Exercise
Tally the lines below containing the word "JSON" and give that total alone.

Record extracts
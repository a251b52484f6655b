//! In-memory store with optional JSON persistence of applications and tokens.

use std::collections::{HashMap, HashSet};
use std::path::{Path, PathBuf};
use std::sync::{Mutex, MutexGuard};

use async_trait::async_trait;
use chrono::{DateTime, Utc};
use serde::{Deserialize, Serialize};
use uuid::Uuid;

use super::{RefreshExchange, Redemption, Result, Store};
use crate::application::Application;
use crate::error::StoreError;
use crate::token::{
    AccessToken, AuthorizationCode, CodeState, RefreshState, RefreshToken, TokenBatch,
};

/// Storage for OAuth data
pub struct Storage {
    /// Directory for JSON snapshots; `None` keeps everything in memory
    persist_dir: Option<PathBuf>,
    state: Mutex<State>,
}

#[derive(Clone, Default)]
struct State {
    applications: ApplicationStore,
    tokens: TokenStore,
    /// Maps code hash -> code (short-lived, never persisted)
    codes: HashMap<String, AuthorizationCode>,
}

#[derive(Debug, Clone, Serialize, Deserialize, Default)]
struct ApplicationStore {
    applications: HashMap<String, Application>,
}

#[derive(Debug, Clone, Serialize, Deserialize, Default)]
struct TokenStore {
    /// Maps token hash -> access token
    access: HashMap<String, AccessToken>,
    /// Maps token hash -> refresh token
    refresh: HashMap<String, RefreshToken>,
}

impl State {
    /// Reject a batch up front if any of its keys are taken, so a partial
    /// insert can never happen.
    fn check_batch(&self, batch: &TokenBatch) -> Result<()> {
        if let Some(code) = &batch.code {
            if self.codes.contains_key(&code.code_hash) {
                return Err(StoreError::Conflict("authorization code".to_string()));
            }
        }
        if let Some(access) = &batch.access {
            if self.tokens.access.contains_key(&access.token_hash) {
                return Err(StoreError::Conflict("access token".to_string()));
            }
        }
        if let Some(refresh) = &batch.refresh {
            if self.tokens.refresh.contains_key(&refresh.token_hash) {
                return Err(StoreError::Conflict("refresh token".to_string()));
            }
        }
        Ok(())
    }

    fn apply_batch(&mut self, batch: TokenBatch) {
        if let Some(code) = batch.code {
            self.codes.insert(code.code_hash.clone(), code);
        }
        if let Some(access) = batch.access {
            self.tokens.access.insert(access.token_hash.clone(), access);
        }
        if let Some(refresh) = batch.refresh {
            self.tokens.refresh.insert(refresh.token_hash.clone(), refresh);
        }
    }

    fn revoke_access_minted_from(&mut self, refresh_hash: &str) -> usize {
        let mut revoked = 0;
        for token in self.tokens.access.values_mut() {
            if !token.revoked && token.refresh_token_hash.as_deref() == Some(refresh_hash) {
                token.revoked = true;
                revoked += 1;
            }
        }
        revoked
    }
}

The answer
2